Capital gains tax on mutual funds in India FY 2025-26: STCG, LTCG, and what changed after Budget 2024
Budget 2024 changed equity fund STCG from 15% to 20% and LTCG from 10% to 12.5%. Debt fund indexation is gone. This guide explains the rules for every fund type with worked examples, the SIP holding period trap most investors miss, and how to report it all in your ITR.
All figures and facts in this article are sourced directly from primary government and regulatory publications — including the Reserve Bank of India, SEBI, EPFO, the Income Tax Department, PFRDA, and IRDAI — and verified before publication. No claim is published from a single source without corroboration.
For informational purposes only. Ek Crore does not recommend specific investments or tax strategies. Tax rules change frequently — verify current rules at incometax.gov.in before acting. Consult a practising CA for advice tailored to your situation.

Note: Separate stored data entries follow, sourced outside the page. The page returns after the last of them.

use std::sync::Arc;

use crossterm::event::KeyEvent;

use crate::config::actions::{CounterAction, DialogAction, ForecastAction, GlobalAction, IndexAction};
use crate::config::key::KeyBinding;
use crate::config::keybindings::KeybindingsConfig;

/// Maps key events to actions using the configured bindings.
pub struct KeyResolver {
    pub keybindings: Arc<KeybindingsConfig>,
}

impl KeyResolver {
    pub const fn new(keybindings: Arc<KeybindingsConfig>) -> Self {
        Self { keybindings }
    }

    fn global(&self, action: GlobalAction) -> &KeyBinding {
        let kb = &self.keybindings.global;
        match action {
            GlobalAction::Quit => &kb.quit,
            GlobalAction::ToggleLock => &kb.toggle_lock,
            GlobalAction::Index => &kb.index,
            GlobalAction::Counter => &kb.counter,
            GlobalAction::FetchData => &kb.fetch_data,
        }
    }

    pub fn matches_global(&self, event: &KeyEvent, action: GlobalAction) -> bool {
        self.global(action).matches(event)
    }

    pub fn display_global(&self, action: GlobalAction) -> String {
        self.global(action).display()
    }

    fn index(&self, action: IndexAction) -> &KeyBinding {
        let kb = &self.keybindings.index;
        match action {
            IndexAction::ExitConfirm => &kb.exit_confirm,
            IndexAction::FetchDataDialog => &kb.fetch_data_dialog,
            IndexAction::CounterDialog => &kb.counter_dialog,
        }
    }

    pub fn matches_index(&self, event: &KeyEvent, action: IndexAction) -> bool {
        self.index(action).matches(event)
    }

    pub fn display_index(&self, action: IndexAction) -> String {
        self.index(action).display()
    }

    fn counter(&self, action: CounterAction) -> &KeyBinding {
        let kb = &self.keybindings.counter;
        match action {
            CounterAction::Increment => &kb.increment,
            CounterAction::Decrement => &kb.decrement,
            CounterAction::Submit => &kb.submit,
        }
    }

    pub fn matches_counter(&self, event: &KeyEvent, action: CounterAction) -> bool {
        self.counter(action).matches(event)
    }

    pub fn display_counter(&self, action: CounterAction) -> String {
        self.counter(action).display()
    }

    fn forecast(&self, action: ForecastAction) -> &KeyBinding {
        let kb = &self.keybindings.forecast;
        match action {
            ForecastAction::Reload => &kb.reload,
            ForecastAction::Submit => &kb.submit,
        }
    }

    pub fn matches_forecast(&self, event: &KeyEvent, action: ForecastAction) -> bool {
        self.forecast(action).matches(event)
    }

    pub fn display_forecast(&self, action: ForecastAction) -> String {
        self.forecast(action).display()
    }

    fn dialog(&self, action: DialogAction) -> &KeyBinding {
        let kb = &self.keybindings.dialog;
        match action {
            DialogAction::Confirm => &kb.confirm,
            DialogAction::Cancel => &kb.cancel,
            DialogAction::Close => &kb.close,
        }
    }

    pub fn matches_dialog(&self, event: &KeyEvent, action: DialogAction) -> bool {
        self.dialog(action).matches(event)
    }

    pub fn display_dialog(&self, action: DialogAction) -> String {
        self.dialog(action).display()
    }
}

impl Default for KeyResolver {
    fn default() -> Self {
        Self::new(Arc::new(KeybindingsConfig::default()))
    }
}

#[cfg(test)]
mod tests {
    use crossterm::event::{KeyCode, KeyModifiers};

    use super::*;

    fn key(code: KeyCode) -> KeyEvent {
        KeyEvent::new(code, KeyModifiers::NONE)
    }

    #[test]
    fn test_default_dialog_bindings() {
        let resolver = KeyResolver::default();
        assert!(resolver.matches_dialog(&key(KeyCode::Char('y')), DialogAction::Confirm));
        assert!(resolver.matches_dialog(&key(KeyCode::Enter), DialogAction::Confirm));
        assert!(resolver.matches_dialog(&key(KeyCode::Char('n')), DialogAction::Cancel));
        assert!(resolver.matches_dialog(&key(KeyCode::Esc), DialogAction::Close));
        assert!(!resolver.matches_dialog(&key(KeyCode::Esc), DialogAction::Cancel));
    }

    #[test]
    fn test_display() {
        let resolver = KeyResolver::default();
        assert_eq!(resolver.display_global(GlobalAction::ToggleLock), "l");
        assert_eq!(resolver.display_dialog(DialogAction::Confirm), "y/Y/Enter");
        assert_eq!(resolver.display_counter(CounterAction::Increment), "+/Space/Up");
    }
}
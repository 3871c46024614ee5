//! Application-level messages.
//!
//! Background tasks (such as a page awaiting a dialog) talk to the [`App`]
//! through these messages; the app processes them between events.
//!
//! [`App`]: crate::app::App

use crate::ui::Toast;

#[derive(Debug, Clone)]
pub enum AppMessage {
    // === Lifecycle ===
    /// Periodic tick for animations and polling
    Tick,
    /// Render the UI
    Render,
    /// Terminal resized
    Resize(u16, u16),
    /// Suspend the application (Ctrl+Z)
    Suspend,
    /// Resume from suspension
    Resume,
    /// Quit the application
    Quit,
    /// Clear and redraw the screen
    ClearScreen,

    // === Feedback ===
    /// Show a toast notification
    Notify(Toast),
}
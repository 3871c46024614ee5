use std::sync::Arc;

use crossterm::event::KeyEvent;
use ratatui::Frame;
use ratatui::layout::Rect;

use crate::Theme;
use crate::config::ForecastAction;
use crate::ui::{Component, EventResult, ForecastTable, Keybinding, Result};
use crate::view::{Page, View, ViewContext};
use crate::weather::WeatherForecastService;

pub struct FetchDataPage {
    ctx: ViewContext,
    table: ForecastTable,
}

impl FetchDataPage {
    pub fn new(ctx: ViewContext, service: Arc<dyn WeatherForecastService>) -> Self {
        let table = ForecastTable::new(service, ctx.resolver().clone());
        Self { ctx, table }
    }
}

impl View for FetchDataPage {
    fn context(&self) -> &ViewContext {
        &self.ctx
    }
}

impl Page for FetchDataPage {
    fn title(&self) -> &'static str {
        "Weather forecast"
    }

    fn handle_key(&mut self, key: KeyEvent) -> Result<EventResult<()>> {
        Ok(match self.table.handle_key(key)? {
            EventResult::Ignored => EventResult::Ignored,
            _ => EventResult::Consumed,
        })
    }

    fn handle_tick(&mut self) {
        self.table.handle_tick();
    }

    fn render(&mut self, frame: &mut Frame, area: Rect, theme: &Theme) {
        self.table.render(frame, area, theme);
    }

    fn keybindings(&self) -> Vec<Keybinding> {
        vec![Keybinding::new(
            self.ctx.resolver().display_forecast(ForecastAction::Reload),
            "Reload",
        )]
    }
}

Budget 2024 (the Finance (No. 2) Act, 2024) changed capital gains tax on mutual funds in ways that affect every investor in India. The short-term capital gains rate on equity funds went from 15% to 20%. The long-term capital gains rate went from 10% to 12.5%. The indexation benefit for debt funds held before April 2023 was removed. These changes apply to sales made on or after 23 July 2024.
If you sold any mutual fund units in FY 2025-26, you owe tax at the new rates. This guide explains how to calculate that tax for each type of fund.
The two categories that determine your tax rate
Every mutual fund in India falls into one of two tax categories based on the proportion of its portfolio invested in equity:
Equity-oriented funds: 65% or more of assets in domestic equity. This includes large-cap, mid-cap, small-cap, flexi-cap, ELSS, and most hybrid equity funds.
Other funds (debt-oriented and hybrid): Less than 65% in equity. This includes pure debt funds, money market funds, liquid funds, and hybrid conservative funds. From 1 April 2023, a further threshold applies within this category:
- Funds with equity ≤35%: taxed at slab rate (the "debt fund rule")
- Funds with equity between 35% and 65%: a separate rule applies (see below)
Tax on equity-oriented funds: STCG and LTCG rates for FY 2025-26
For mutual funds with 65%+ equity allocation:
| Holding period | Classification | Tax rate | Effective rate with 4% cess |
| Up to 12 months | Short-term capital gain (STCG) | 20% flat | 20.8% |
| More than 12 months | Long-term capital gain (LTCG) | 12.5% flat | 13% |
Exemption: The first ₹1.25 lakh of LTCG on equity-oriented instruments in a financial year is exempt from tax (increased from ₹1 lakh in Budget 2024). STCG has no exemption.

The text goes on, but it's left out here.